Set down, exactly, every line from the top of the listing through the one holding "outcome.nodes.push(prototype);".

"""

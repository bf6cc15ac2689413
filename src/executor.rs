// SPDX-License-Identifier: Apache-2.0
// Copyright (c) 2025 Polyframe Inc.

//! Replace duplicate members with instances of their prototype
//!
//! Each member is converted on its own. A failure leaves that member as it
//! was and the rest of the group continues.

use crate::error::SceneResult;
use crate::matching::{GroupingMode, InstanceCandidate, InstanceGroup};
use crate::report::{SkipRecord, Stage};
use crate::scene::{DuplicateMode, NodeId, SceneGraph};
use tracing::{debug, warn};

/// Result of converting one group
#[derive(Debug, Clone, Default, PartialEq)]
pub struct GroupOutcome {
    /// Prototype first, then every instance created for it
    pub nodes: Vec<NodeId>,
    pub skipped: Vec<SkipRecord>,
}

impl GroupOutcome {
    pub fn instances(&self) -> usize {
        self.nodes.len().saturating_sub(1)
    }
}

pub struct InstancingExecutor;

impl InstancingExecutor {
    pub fn execute<S: SceneGraph + ?Sized>(scene: &mut S, group: &InstanceGroup) -> GroupOutcome {
        let mut outcome = GroupOutcome::default();
        let prototype = group.prototype.node;
        if !scene.exists(prototype) {
            warn!(node = %prototype, stage = "execute", "prototype vanished, group skipped");
            outcome
                .skipped
                .push(SkipRecord::new(prototype, Stage::Execute, "prototype no longer exists"));
            return outcome;
        }
        outcome.nodes.push(prototype);

        let prototype_keys = shape_keys(scene, prototype, group.mode).unwrap_or_default();
        for member in &group.members {
            if !scene.exists(member.node) {
                debug!(node = %member.node, stage = "execute", "member vanished");
                outcome
                    .skipped
                    .push(SkipRecord::new(member.node, Stage::Execute, "member no longer exists"));
                continue;
            }

            let keys = shape_keys(scene, member.node, group.mode).unwrap_or_default();
            if !keys.is_empty() && keys == prototype_keys {
                debug!(node = %member.node, stage = "execute", "already shares the prototype geometry");
                outcome.skipped.push(SkipRecord::new(
                    member.node,
                    Stage::Execute,
                    "already shares the prototype geometry",
                ));
                continue;
            }

            match convert(scene, prototype, member, group.mode) {
                Ok(node) => outcome.nodes.push(node),
                Err(err) => {
                    warn!(node = %member.node, stage = "execute", kind = err.kind(), "member left unconverted: {err}");
                    outcome
                        .skipped
                        .push(SkipRecord::from_error(member.node, Stage::Execute, &err));
                }
            }
        }
        outcome
    }
}

/// Sorted shape identities; in hierarchy mode across the whole subtree
fn shape_keys<S: SceneGraph + ?Sized>(scene: &S, node: NodeId, mode: GroupingMode) -> SceneResult<Vec<u64>> {
    let nodes = match mode {
        GroupingMode::Leaf => vec![node],
        GroupingMode::Hierarchy => scene.subtree(node)?,
    };
    let mut keys = Vec::new();
    for n in nodes {
        if let Some(key) = scene.geometry_key(n)? {
            keys.push(key);
        }
    }
    keys.sort_unstable();
    Ok(keys)
}

fn convert<S: SceneGraph + ?Sized>(
    scene: &mut S,
    prototype: NodeId,
    member: &InstanceCandidate,
    mode: GroupingMode,
) -> SceneResult<NodeId> {
    let target = scene.duplicate(member.node, DuplicateMode::TransformOnly)?;
    if let Err(err) = fill(scene, prototype, member, target, mode) {
        discard(scene, target, "unfinished instance");
        return Err(err);
    }

    // Loose children of a leaf mesh stay with the new instance
    if mode == GroupingMode::Leaf {
        for child in scene.children(member.node)? {
            scene.reparent(child, Some(target))?;
        }
    }
    scene.delete(member.node)?;
    scene.rename(target, &member.name)?;
    Ok(target)
}

fn fill<S: SceneGraph + ?Sized>(
    scene: &mut S,
    prototype: NodeId,
    member: &InstanceCandidate,
    target: NodeId,
    mode: GroupingMode,
) -> SceneResult<()> {
    scene.set_world_matrix(target, member.placement())?;
    if let Err(err) = scene.copy_attributes(member.node, target) {
        debug!(node = %member.node, stage = "execute", "attributes not copied: {err}");
    }

    let temp = scene.instance(prototype)?;
    let adopted = adopt(scene, temp, target, mode);
    if scene.exists(temp) {
        discard(scene, temp, "temporary instance");
    }
    adopted
}

fn discard<S: SceneGraph + ?Sized>(scene: &mut S, node: NodeId, what: &str) {
    if let Err(err) = scene.delete(node) {
        warn!(%node, stage = "execute", kind = err.kind(), "{what} left in the scene: {err}");
    }
}

/// Move the shared shape (and in hierarchy mode the shared subtree) onto `target`
fn adopt<S: SceneGraph + ?Sized>(scene: &mut S, temp: NodeId, target: NodeId, mode: GroupingMode) -> SceneResult<()> {
    if scene.has_renderable_shape(temp) {
        scene.transfer_shape(temp, target)?;
    }
    if mode == GroupingMode::Hierarchy {
        for child in scene.children(temp)? {
            let local = scene.local_matrix(child)?;
            scene.reparent(child, Some(target))?;
            scene.set_local_matrix(child, local)?;
        }
    }
    Ok(())
}
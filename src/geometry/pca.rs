// SPDX-License-Identifier: Apache-2.0
// Copyright (c) 2025 Polyframe Inc.

//! Principal component analysis and rigid alignment of point sets

use super::analytics::centroid;
use nalgebra::{Matrix3, Matrix4, Point3, Rotation3, SymmetricEigen, Unit, Vector3};

/// Principal axes of a point cloud, largest variance first
#[derive(Debug, Clone, PartialEq)]
pub struct PrincipalAxes {
    pub centroid: Point3<f64>,
    /// Unit eigenvectors; `axes[2]` is `axes[0] × axes[1]` so the frame is right-handed
    pub axes: [Vector3<f64>; 3],
    /// Variances along each axis, sorted descending
    pub eigenvalues: [f64; 3],
}

impl PrincipalAxes {
    /// Returns `None` for fewer than 3 points or a non-finite decomposition.
    pub fn compute(points: &[Point3<f64>]) -> Option<Self> {
        if points.len() < 3 {
            return None;
        }

        let center = centroid(points);
        let eigen = SymmetricEigen::new(covariance(points, &center));

        let mut order = [0usize, 1, 2];
        order.sort_by(|&a, &b| eigen.eigenvalues[b].total_cmp(&eigen.eigenvalues[a]));

        let eigenvalues = order.map(|i| eigen.eigenvalues[i].max(0.0));
        let major = eigen.eigenvectors.column(order[0]).normalize();
        let second = eigen.eigenvectors.column(order[1]).normalize();
        let axes = [major, second, major.cross(&second)];

        let finite = eigenvalues.iter().all(|v| v.is_finite())
            && axes.iter().all(|a| a.iter().all(|c| c.is_finite()));
        finite.then_some(Self {
            centroid: center,
            axes,
            eigenvalues,
        })
    }

    /// Rotation whose columns are the principal axes
    pub fn basis(&self) -> Matrix3<f64> {
        Matrix3::from_columns(&self.axes)
    }

    /// Eigenvalues divided by the largest one
    pub fn normalized_eigenvalues(&self) -> [f64; 3] {
        let max = self.eigenvalues[0];
        if max <= f64::EPSILON {
            return [0.0; 3];
        }
        self.eigenvalues.map(|v| v / max)
    }

    /// Whether the two largest eigenvalues are within `ratio` of the largest
    pub fn major_pair_degenerate(&self, ratio: f64) -> bool {
        self.nearly_equal(0, 1, ratio)
    }

    /// Whether the two smallest eigenvalues are within `ratio` of the largest
    pub fn minor_pair_degenerate(&self, ratio: f64) -> bool {
        self.nearly_equal(1, 2, ratio)
    }

    fn nearly_equal(&self, a: usize, b: usize, ratio: f64) -> bool {
        let scale = self.eigenvalues[0].max(f64::EPSILON);
        (self.eigenvalues[a] - self.eigenvalues[b]).abs() <= ratio * scale
    }
}

/// Covariance of points about `center`, normalized by the point count
pub fn covariance(points: &[Point3<f64>], center: &Point3<f64>) -> Matrix3<f64> {
    let mut cov = Matrix3::zeros();
    for p in points {
        let d = p - center;
        cov += d * d.transpose();
    }
    cov / points.len().max(1) as f64
}

/// The four sign flips with determinant +1
pub fn proper_sign_flips() -> [Matrix3<f64>; 4] {
    [
        Matrix3::from_diagonal(&Vector3::new(1.0, 1.0, 1.0)),
        Matrix3::from_diagonal(&Vector3::new(1.0, -1.0, -1.0)),
        Matrix3::from_diagonal(&Vector3::new(-1.0, 1.0, -1.0)),
        Matrix3::from_diagonal(&Vector3::new(-1.0, -1.0, 1.0)),
    ]
}

/// Rotation by `angle` radians about coordinate axis `axis` (0 = x, 1 = y, 2 = z)
pub fn axis_rotation(axis: usize, angle: f64) -> Matrix3<f64> {
    let unit = Unit::new_unchecked(match axis {
        0 => Vector3::x(),
        1 => Vector3::y(),
        _ => Vector3::z(),
    });
    Rotation3::from_axis_angle(&unit, angle).into_inner()
}

/// Embed a rotation and translation in a homogeneous matrix
pub fn rigid_matrix(rotation: &Matrix3<f64>, translation: &Vector3<f64>) -> Matrix4<f64> {
    let mut m = rotation.to_homogeneous();
    m.fixed_view_mut::<3, 1>(0, 3).copy_from(translation);
    m
}

/// Least-squares rigid transform taking paired `source` points onto `target`.
///
/// Returns `None` for empty or mismatched inputs or a failed SVD.
pub fn kabsch(source: &[Point3<f64>], target: &[Point3<f64>]) -> Option<Matrix4<f64>> {
    if source.is_empty() || source.len() != target.len() {
        return None;
    }

    let source_center = centroid(source);
    let target_center = centroid(target);

    let mut h = Matrix3::zeros();
    for (s, t) in source.iter().zip(target) {
        h += (s - source_center) * (t - target_center).transpose();
    }

    let svd = h.svd(true, true);
    let u = svd.u?;
    let v = svd.v_t?.transpose();

    let mut rotation = v * u.transpose();
    if rotation.determinant() < 0.0 {
        let mut v = v;
        v.column_mut(2).neg_mut();
        rotation = v * u.transpose();
    }

    let translation = target_center.coords - rotation * source_center.coords;
    Some(rigid_matrix(&rotation, &translation))
}

/// Nearest proper rotation to the upper 3x3 of `matrix` with scale removed.
///
/// Columns are normalized and Gram-Schmidt orthogonalized; a mirrored frame
/// has its third axis flipped.
pub fn rotation_part(matrix: &Matrix4<f64>) -> Matrix3<f64> {
    let m = matrix.fixed_view::<3, 3>(0, 0);
    let x = m.column(0).into_owned();
    let y = m.column(1).into_owned();

    let x = if x.norm() > f64::EPSILON { x.normalize() } else { Vector3::x() };
    let y = y - x * x.dot(&y);
    let y = if y.norm() > f64::EPSILON {
        y.normalize()
    } else {
        x.cross(&Vector3::z()).try_normalize(f64::EPSILON).unwrap_or_else(Vector3::y)
    };
    Matrix3::from_columns(&[x, y, x.cross(&y)])
}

"""

#### ANSWER BOX
repository bf6cc15ac2689413
filename src/executor.rs
// SPDX-License-Identifier: Apache-2.0
// Copyright (c) 2025 Polyframe Inc.

//! Replace duplicate members with instances of their prototype
//!
//! Each member is converted on its own. A failure leaves that member as it
//! was and the rest of the group continues.

use crate::error::SceneResult;
use crate::matching::{GroupingMode, InstanceCandidate, InstanceGroup};
use crate::report::{SkipRecord, Stage};
use crate::scene::{DuplicateMode, NodeId, SceneGraph};
use tracing::{debug, warn};

/// Result of converting one group
#[derive(Debug, Clone, Default, PartialEq)]
pub struct GroupOutcome {
    /// Prototype first, then every instance created for it
    pub nodes: Vec<NodeId>,
    pub skipped: Vec<SkipRecord>,
}

impl GroupOutcome {
    pub fn instances(&self) -> usize {
        self.nodes.len().saturating_sub(1)
    }
}

pub struct InstancingExecutor;

impl InstancingExecutor {
    pub fn execute<S: SceneGraph + ?Sized>(scene: &mut S, group: &InstanceGroup) -> GroupOutcome {
        let mut outcome = GroupOutcome::default();
        let prototype = group.prototype.node;
        if !scene.exists(prototype) {
            warn!(node = %prototype, stage = "execute", "prototype vanished, group skipped");
            outcome
                .skipped
                .push(SkipRecord::new(prototype, Stage::Execute, "prototype no longer exists"));
            return outcome;
        }
        outcome.nodes.push(prototype);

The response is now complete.